The Best that We’ve Got Staking a claim in a contested zip code

by Rosalind Bentley

We always knew white people would come.

When I say “we,” I mean the black people who reared me in our very black neighborhood in Tallahassee, Florida. They would say it all the time: my mother, Mr. Ford who lived across the street, Mrs. Caldwell next door whose house smelled of 7Up pound cake rising in the oven or neckbones stewing on the stove. Ours was a neighborhood of janitors, secretaries, public school teachers, evangelists, mechanics, civil servants, the unemployed. Our homes were cinder block ramblers painted Kool-Aid blue, bubblegum pink, batter yellow; wooden shotguns teetering on bony haunches of concrete blocks and little brick ranchers with clotheslines out back. Those houses lined streets named for black celebrities: Calloway, Ellington, Joe Louis. One day, the elders said, white people would want this pocket of town.

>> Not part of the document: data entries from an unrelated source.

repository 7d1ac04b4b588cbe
// tests/common/mod.rs
//
// Offline helpers: a scripted transport and hand-written chapter pages.
//
#![allow(dead_code)]

use std::cell::RefCell;
use std::collections::HashMap;

use biblia_scrape::core::net::{Fetch, TransportError};
use biblia_scrape::manifest::{BookDescriptor, Manifest};
use biblia_scrape::model::BookId;

pub const BASE: &str = "http://bible.test";

/// Serves canned bodies by URL; unknown URLs fail like a 404.
#[derive(Default)]
pub struct ScriptedFetcher {
    pages: HashMap<String, Result<String, String>>,
    pub calls: RefCell<Vec<String>>,
}

impl ScriptedFetcher {
    pub fn page(mut self, url: impl Into<String>, body: impl Into<String>) -> Self {
        self.pages.insert(url.into(), Ok(body.into()));
        self
    }

    pub fn failing(mut self, url: impl Into<String>, msg: &str) -> Self {
        self.pages.insert(url.into(), Err(msg.to_string()));
        self
    }
}

impl Fetch for ScriptedFetcher {
    fn get(&self, url: &str) -> Result<String, TransportError> {
        self.calls.borrow_mut().push(url.to_string());
        match self.pages.get(url) {
            Some(Ok(body)) => Ok(body.clone()),
            Some(Err(msg)) => Err(msg.clone().into()),
            None => Err(format!("HTTP error: 404 Not Found for {url}").into()),
        }
    }
}

pub fn url(book: u64, chapter: u32) -> String {
    format!("{BASE}/carte.php?id={book}&cap={chapter}")
}

pub fn row(n: &str, text: &str) -> String {
    format!(r#"<tr id="verset{n}"><td><span class="nr">{n}.</span></td><td>{text}</td></tr>"#)
}

/// A chapter page holding `rows` inside the usual verse table.
pub fn chapter_page(rows: &[String]) -> String {
    format!(
        "<!DOCTYPE html><html><head><title>Biblia</title></head><body>\
         <table class=\"capitol\">{}</table></body></html>",
        rows.concat()
    )
}

/// A page with `n` numbered verses.
pub fn numbered_page(n: u32) -> String {
    let rows: Vec<String> = (1..=n).map(|i| row(&i.to_string(), &format!("Versetul {i}"))).collect();
    chapter_page(&rows)
}

pub fn descriptor(id: u64, name_en: &str, name_ro: &str, chapters: u32) -> BookDescriptor {
    BookDescriptor {
        id: BookId::Number(id),
        name_en: name_en.to_string(),
        name_ro: name_ro.to_string(),
        chapters,
        url: format!("{BASE}/carte.php?id={id}"),
    }
}

pub fn manifest(old: Vec<BookDescriptor>, new: Vec<BookDescriptor>) -> Manifest {
    Manifest::new(old, new)
}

They would want it—and likely get it—because location is everything. Our neighborhood, Griffin Heights, sits less than a mile north of Florida State University. When I was growing up, head coach Bobby Bowden built FSU into a football powerhouse. People want to be winners. That desire brought more students, more tuition money, more power. The main campus is surrounded to the east by the state Capitol and downtown, to the south by Florida A&M University, and by Tallahassee Community College farther to the west. What lay north of FSU was us: a cluster of working-class, low-income black people on desirable land.

I think I was in elementary school when I first heard the older folks say we would be displaced. Their prediction frightened me. Would we have to move? Whom would I play with? Would there be a neighborhood store like Bennett’s, where we bought cherry Now and Laters and Golden Flake potato chips with our dimes and quarters? By the time Bowden took the team 11–1, the elders’ prediction had long been a refrain.

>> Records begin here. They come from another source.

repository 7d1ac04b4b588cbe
// src/config/mod.rs
pub mod consts;
pub mod options;
use crate::errors::HttpError;
use reqwest::{Client, Method};
use std::sync::Arc;
use std::time::Duration;

const MAX_ATTEMPTS: u32 = 4;
const RETRY_DELAY: Duration = Duration::from_secs(1);

/// What to do once every retry attempt has been exhausted.
#[derive(Debug, Clone, Copy, PartialEq, Eq)]
pub enum FailureMode {
    /// Propagate the last error to the caller.
    Soft,
    /// Abort the whole process: a partial crawl cannot be trusted.
    Fatal,
}

/// Hook invoked before every outgoing request so the caller can inject
/// authentication headers. Implementations may rotate a bearer token after
/// a prior `login` call (see `registry::dockerhub`).
pub trait AuthInjector: Send + Sync {
    fn inject(&self, builder: reqwest::RequestBuilder) -> reqwest::RequestBuilder;
}

/// No-op injector for registries that authenticate per-request with static
/// credentials baked into the client (e.g. GCR basic auth).
pub struct NoAuth;

impl AuthInjector for NoAuth {
    fn inject(&self, builder: reqwest::RequestBuilder) -> reqwest::RequestBuilder {
        builder
    }
}

/// Retrying JSON HTTP client shared (cheaply cloneable) across crawl and
/// delete workers. Wraps GET/POST/DELETE with a fixed 1-second backoff, up
/// to 3 retries, and a fatal/soft failure mode per call site.
#[derive(Clone)]
pub struct HttpClient {
    client: Client,
    base_url: String,
    auth: Arc<dyn AuthInjector>,
}

impl HttpClient {
    pub fn new(base_url: impl Into<String>, auth: Arc<dyn AuthInjector>) -> Self {
        HttpClient {
            client: Client::new(),
            base_url: base_url.into(),
            auth,
        }
    }

    fn resolve(&self, path_or_url: &str) -> String {
        if path_or_url.starts_with("http://") || path_or_url.starts_with("https://") {
            path_or_url.to_string()
        } else {
            format!("{}{}", self.base_url, path_or_url)
        }
    }

    pub async fn get(&self, path_or_url: &str, mode: FailureMode, silent: bool) -> Result<bytes::Bytes, HttpError> {
        self.execute(Method::GET, path_or_url, None, mode, silent).await.map(|(b, _)| b)
    }

    /// Like `get`, but also returns the response's `Link` header value (used
    /// by GCR's `_catalog` pagination, which points at the next page as a
    /// relative path rather than embedding it in the JSON body).
    pub async fn get_with_link(
        &self,
        path_or_url: &str,
        mode: FailureMode,
        silent: bool,
    ) -> Result<(bytes::Bytes, Option<String>), HttpError> {
        let (body, headers) = self.execute(Method::GET, path_or_url, None, mode, silent).await?;
        let link = headers
            .get(reqwest::header::LINK)
            .and_then(|v| v.to_str().ok())
            .map(parse_link_header);
        Ok((body, link))
    }

    pub async fn post_json(
        &self,
        path_or_url: &str,
        body: &serde_json::Value,
        mode: FailureMode,
        silent: bool,
    ) -> Result<bytes::Bytes, HttpError> {
        self.execute(Method::POST, path_or_url, Some(body.clone()), mode, silent)
            .await
            .map(|(b, _)| b)
    }

    pub async fn delete(&self, path_or_url: &str, mode: FailureMode, silent: bool) -> Result<bytes::Bytes, HttpError> {
        self.execute(Method::DELETE, path_or_url, None, mode, silent).await.map(|(b, _)| b)
    }

    async fn execute(
        &self,
        method: Method,
        path_or_url: &str,
        json_body: Option<serde_json::Value>,
        mode: FailureMode,
        silent: bool,
    ) -> Result<(bytes::Bytes, reqwest::header::HeaderMap), HttpError> {
        let url = self.resolve(path_or_url);
        let mut last_err: Option<HttpError> = None;

        for attempt in 1..=MAX_ATTEMPTS {
            let mut builder = self.client.request(method.clone(), &url);
            builder = self.auth.inject(builder);
            if let Some(body) = &json_body {
                builder = builder.json(body);
            }

            let outcome = builder.send().await;
            match outcome {
                Ok(response) => {
                    let status = response.status();
                    if status.is_success() {
                        let headers = response.headers().clone();
                        let body = response.bytes().await.map_err(|e| HttpError::DecodeError {
                            url: url.clone(),
                            raw_error_message: e.to_string(),
                        })?;
                        return Ok((body, headers));
                    }
                    let raw_error_message = response.text().await.unwrap_or_default();
                    last_err = Some(HttpError::BadStatus {
                        url: url.clone(),
                        status: status.as_u16(),
                        raw_error_message,
                    });
                }
                Err(e) => {
                    last_err = Some(HttpError::RequestFailed {
                        url: url.clone(),
                        raw_error_message: e.to_string(),
                    });
                }
            }

            if attempt < MAX_ATTEMPTS {
                if !silent {
                    tracing::warn!(url = %url, attempt, "request failed, retrying in 1s");
                }
                tokio::time::sleep(RETRY_DELAY).await;
            }
        }

        let err = last_err.expect("at least one attempt always runs");
        match mode {
            FailureMode::Fatal => {
                tracing::error!(url = %url, error = %err, "fatal request failure, aborting run");
                std::process::exit(1);
            }
            FailureMode::Soft => Err(err),
        }
    }
}

/// Extracts the URL from a single-entry RFC 5988 `Link` header, e.g.
/// `</v2/_catalog?last=foo&n=100>; rel="next"`.
fn parse_link_header(raw: &str) -> String {
    raw.trim()
        .trim_start_matches('<')
        .split('>')
        .next()
        .unwrap_or(raw)
        .to_string()
}
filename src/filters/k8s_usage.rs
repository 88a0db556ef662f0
use crate::inventory::{Inventory, KeepReason, KeptData};
use crate::k8s::UsageMap;

/// Marks an image kept if any of its `repo:tag` references or its
/// `repo@digest` reference appear in a live workload's container spec.
/// The originating cluster context is recorded as metadata.
pub fn apply(inventory: &mut Inventory, usage: &UsageMap) {
    if usage.is_empty() {
        return;
    }
    for repository in inventory.iter_mut() {
        for image in repository.images.iter_mut() {
            if image.kept_data.is_decided() {
                continue;
            }

            let mut hit: Option<&String> = None;
            for tag in &image.tags {
                let reference = format!("{}:{}", repository.link, tag);
                if let Some(cluster) = usage.get(&reference) {
                    hit = Some(cluster);
                    break;
                }
            }
            if hit.is_none() {
                let reference = format!("{}@{}", repository.link, image.digest);
                hit = usage.get(&reference);
            }

            if let Some(cluster) = hit {
                image.kept_data = KeptData {
                    reason: KeepReason::UsedInCluster,
                    metadata: Some(cluster.clone()),
                };
            }
        }
    }
}

#[cfg(test)]
mod tests {
    use super::*;
    use crate::inventory::{Image, Repository};

    #[test]
    fn keeps_image_referenced_by_tag_in_live_pod() {
        let mut repo = Repository::new("ns/app");
        repo.images.push(Image::new("d1", "0").with_tag("v1"));
        let mut inv = vec![repo];

        let mut usage = UsageMap::new();
        usage.insert("ns/app:v1".to_string(), "prod".to_string());

        apply(&mut inv, &usage);

        assert_eq!(inv[0].images[0].kept_data.reason, KeepReason::UsedInCluster);
        assert_eq!(inv[0].images[0].kept_data.metadata.as_deref(), Some("prod"));
    }

    #[test]
    fn keeps_image_referenced_by_digest() {
        let mut repo = Repository::new("ns/app");
        repo.images.push(Image::new("sha256:abc", "0"));
        let mut inv = vec![repo];

        let mut usage = UsageMap::new();
        usage.insert("ns/app@sha256:abc".to_string(), "staging".to_string());

        apply(&mut inv, &usage);

        assert_eq!(inv[0].images[0].kept_data.reason, KeepReason::UsedInCluster);
    }
}
use crate::config::KeepPolicy;
use crate::inventory::{Inventory, KeepReason, KeptData};

/// Marks an image kept if any of its tags are explicitly whitelisted.
pub fn apply(inventory: &mut Inventory, policy: &KeepPolicy) {
    if policy.tags.is_empty() {
        return;
    }
    for repository in inventory.iter_mut() {
        for image in repository.images.iter_mut() {
            if image.kept_data.is_decided() {
                continue;
            }
            if image.tags.iter().any(|t| policy.tags.contains(t)) {
                image.kept_data = KeptData {
                    reason: KeepReason::WhitelistedTag,
                    metadata: None,
                };
            }
        }
    }
}

#[cfg(test)]
mod tests {
    use super::*;
    use crate::inventory::{Image, Repository};
    use maplit::hashset;

    #[test]
    fn keeps_image_with_whitelisted_tag() {
        let mut repo = Repository::new("ns/a");
        repo.images.push(Image::new("d1", "0").with_tag("latest"));
        repo.images.push(Image::new("d2", "0").with_tag("old"));
        let mut inv = vec![repo];

        let policy = KeepPolicy {
            tags: hashset! { "latest".to_string() },
            ..KeepPolicy::default()
        };

        apply(&mut inv, &policy);

        assert_eq!(inv[0].images[0].kept_data.reason, KeepReason::WhitelistedTag);
        assert_eq!(inv[0].images[1].kept_data.reason, KeepReason::None);
    }
}
use thiserror::Error;

/// Errors surfaced by the HTTP transport layer (see `http` module).
#[derive(Error, Debug, Clone)]
pub enum HttpError {
    #[error("request to {url} failed after retries: {raw_error_message}")]
    RequestFailed { url: String, raw_error_message: String },

    #[error("request to {url} returned status {status}: {raw_error_message}")]
    BadStatus {
        url: String,
        status: u16,
        raw_error_message: String,
    },

    #[error("failed to decode response body from {url}: {raw_error_message}")]
    DecodeError { url: String, raw_error_message: String },
}

/// Errors raised by a registry client implementation.
#[derive(Error, Debug, Clone)]
pub enum RegistryError {
    #[error("login to registry failed: {raw_error_message}")]
    LoginFailed { raw_error_message: String },

    #[error("could not list repositories: {raw_error_message}")]
    ListRepositoriesFailed { raw_error_message: String },

    #[error("could not describe repository `{repository}`: {raw_error_message}")]
    DescribeRepositoryFailed {
        repository: String,
        raw_error_message: String,
    },

    #[error("could not delete image `{digest}` in repository `{repository}`: {raw_error_message}")]
    DeleteImageFailed {
        repository: String,
        digest: String,
        raw_error_message: String,
    },

    #[error(transparent)]
    Http(#[from] HttpError),
}

/// Errors raised while probing Kubernetes clusters for workload image usage.
#[derive(Error, Debug, Clone)]
pub enum K8sProbeError {
    #[error("could not build client for cluster `{cluster}`: {raw_error_message}")]
    ClientBuildFailed { cluster: String, raw_error_message: String },

    #[error("could not list {kind} in cluster `{cluster}`: {raw_error_message}")]
    ListFailed {
        cluster: String,
        kind: String,
        raw_error_message: String,
    },
}

/// Errors raised while resolving or validating the run configuration.
#[derive(Error, Debug, Clone)]
pub enum ConfigError {
    #[error("no registry credentials were provided (set GCR or Dockerhub options)")]
    MissingRegistryIdentity,

    #[error("both GCR and Dockerhub credentials were provided; exactly one registry must be configured")]
    AmbiguousRegistryIdentity,

    #[error("could not parse duration `{raw_value}`: {raw_error_message}")]
    InvalidDuration { raw_value: String, raw_error_message: String },

    #[error("could not read config file `{path}`: {raw_error_message}")]
    ReadFailed { path: String, raw_error_message: String },

    #[error("could not parse config file `{path}`: {raw_error_message}")]
    ParseFailed { path: String, raw_error_message: String },
}

/// Errors raised while serializing or deserializing a plan file.
#[derive(Error, Debug, Clone)]
pub enum PlanError {
    #[error("could not write plan file `{path}`: {raw_error_message}")]
    WriteFailed { path: String, raw_error_message: String },

    #[error("could not read plan file `{path}`: {raw_error_message}")]
    ReadFailed { path: String, raw_error_message: String },

    #[error("could not serialize plan: {raw_error_message}")]
    SerializeFailed { raw_error_message: String },

    #[error("could not deserialize plan: {raw_error_message}")]
    DeserializeFailed { raw_error_message: String },
}

/// Top-level error type returned by the engine's fatal paths.
#[derive(Error, Debug, Clone)]
pub enum EngineError {
    #[error(transparent)]
    Config(#[from] ConfigError),

    #[error(transparent)]
    Registry(#[from] RegistryError),

    #[error(transparent)]
    K8sProbe(#[from] K8sProbeError),

    #[error(transparent)]
    Plan(#[from] PlanError),

    #[error(transparent)]
    Http(#[from] HttpError),
}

Turns out, dislocation wasn’t swift. Instead, it crept, year by year, block by block, house by house, an erosion.


Griffin Heights resident Evelyn Nims, 85, sits in the front of her home in Tallahassee, Fla., Tuesday, Aug. 13, 2019.

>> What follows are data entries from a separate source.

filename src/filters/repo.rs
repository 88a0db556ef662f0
use crate::config::KeepPolicy;
use crate::inventory::{Inventory, KeepReason, KeptData};

/// Marks every image in a whitelisted repository as kept, unconditionally.
pub fn apply(inventory: &mut Inventory, policy: &KeepPolicy) {
    for repository in inventory.iter_mut() {
        if !policy.repositories.contains(&repository.link) {
            continue;
        }
        for image in repository.images.iter_mut() {
            if image.kept_data.is_decided() {
                continue;
            }
            image.kept_data = KeptData {
                reason: KeepReason::WhitelistedRepository,
                metadata: None,
            };
        }
    }
}

#[cfg(test)]
mod tests {
    use super::*;
    use crate::inventory::{Image, Repository};
    use maplit::hashset;

    #[test]
    fn marks_every_image_in_whitelisted_repo() {
        let mut repo = Repository::new("ns/kept");
        repo.images.push(Image::new("d1", "0"));
        repo.images.push(Image::new("d2", "0"));
        let mut inv = vec![repo];

        let policy = KeepPolicy {
            repositories: hashset! { "ns/kept".to_string() },
            ..KeepPolicy::default()
        };

        apply(&mut inv, &policy);

        assert!(inv[0].images.iter().all(|i| i.kept_data.reason == KeepReason::WhitelistedRepository));
    }
}
use crate::errors::PlanError;
use crate::inventory::Inventory;
use flate2::read::GzDecoder;
use flate2::write::GzEncoder;
use flate2::Compression;
use std::io::{Read, Write};
use std::path::Path;

/// Serializes an annotated inventory as gzip-compressed pretty JSON.
pub fn serialize(inventory: &Inventory) -> Result<Vec<u8>, PlanError> {
    let json = serde_json::to_vec_pretty(inventory).map_err(|e| PlanError::SerializeFailed {
        raw_error_message: e.to_string(),
    })?;

    let mut encoder = GzEncoder::new(Vec::new(), Compression::best());
    encoder.write_all(&json).map_err(|e| PlanError::SerializeFailed {
        raw_error_message: e.to_string(),
    })?;
    encoder.finish().map_err(|e| PlanError::SerializeFailed {
        raw_error_message: e.to_string(),
    })
}

/// Reverses `serialize`. `parse(serialize(x)) == x` for any inventory `x`.
pub fn parse(bytes: &[u8]) -> Result<Inventory, PlanError> {
    let mut decoder = GzDecoder::new(bytes);
    let mut json = Vec::new();
    decoder.read_to_end(&mut json).map_err(|e| PlanError::DeserializeFailed {
        raw_error_message: e.to_string(),
    })?;
    serde_json::from_slice(&json).map_err(|e| PlanError::DeserializeFailed {
        raw_error_message: e.to_string(),
    })
}

pub fn write_to_file(path: &Path, inventory: &Inventory) -> Result<(), PlanError> {
    let bytes = serialize(inventory)?;
    std::fs::write(path, bytes).map_err(|e| PlanError::WriteFailed {
        path: path.display().to_string(),
        raw_error_message: e.to_string(),
    })
}

pub fn read_from_file(path: &Path) -> Result<Inventory, PlanError> {
    let bytes = std::fs::read(path).map_err(|e| PlanError::ReadFailed {
        path: path.display().to_string(),
        raw_error_message: e.to_string(),
    })?;
    parse(&bytes)
}

#[cfg(test)]
mod tests {
    use super::*;
    use crate::inventory::{Image, KeepReason, KeptData, Repository};

    #[test]
    fn round_trips_an_annotated_inventory() {
        let mut repo = Repository::new("ns/app");
        let mut image = Image::new("sha256:abc", "12345").with_tag("v1").with_tag("v2");
        image.kept_data = KeptData {
            reason: KeepReason::UsedInCluster,
            metadata: Some("prod".to_string()),
        };
        repo.images.push(image);
        let inventory: Inventory = vec![repo];

        let bytes = serialize(&inventory).unwrap();
        let round_tripped = parse(&bytes).unwrap();

        assert_eq!(inventory, round_tripped);
    }

    #[test]
    fn round_trips_through_a_file() {
        let tmp = tempfile::NamedTempFile::new().unwrap();
        let inventory: Inventory = vec![Repository::new("ns/empty")];

        write_to_file(tmp.path(), &inventory).unwrap();
        let loaded = read_from_file(tmp.path()).unwrap();

        assert_eq!(inventory, loaded);
    }
}
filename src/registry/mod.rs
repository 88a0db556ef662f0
pub mod dockerhub;
pub mod gcr;

use crate::errors::RegistryError;
use crate::inventory::Repository;
use async_trait::async_trait;
use enum_dispatch::enum_dispatch;

pub use dockerhub::DockerHubClient;
pub use gcr::GcrClient;

/// Capability set shared by every registry backend: login, paginated
/// enumeration of repositories and images, and two-phase image deletion.
///
/// The set of registries is closed and known up front, so this is modeled
/// as a tagged-variant enum dispatched through `enum_dispatch` rather than
/// an open trait-object hierarchy.
#[async_trait]
#[enum_dispatch]
pub trait InteractWithRegistry: Send + Sync {
    async fn login(&mut self) -> Result<(), RegistryError>;

    async fn list_repositories(&self) -> Result<Vec<String>, RegistryError>;

    async fn describe_repository(&self, path: &str) -> Result<Repository, RegistryError>;

    /// Deletes every tag reference, then every remaining digest, for the
    /// given image in `repository`. Aborts if any tag delete fails so a
    /// manifest is never left dangling behind a tag that failed to detach.
    async fn delete_image(
        &self,
        repository: &str,
        tags: &[String],
        digest: &str,
    ) -> Result<(), RegistryError>;
}

#[enum_dispatch(InteractWithRegistry)]
pub enum RegistryClient {
    Gcr(GcrClient),
    DockerHub(DockerHubClient),
}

On a visit home this spring, I stood on the front porch of the petite, cinder block ranch my mother bought long ago on a secretary’s salary. A sprawling, gated complex of new, luxury student apartments loomed a block away. Up the hill, two more off-campus developments crowded around my elementary school. Every time I visit, the changes make me wonder, What will become of the neighborhood that I knew?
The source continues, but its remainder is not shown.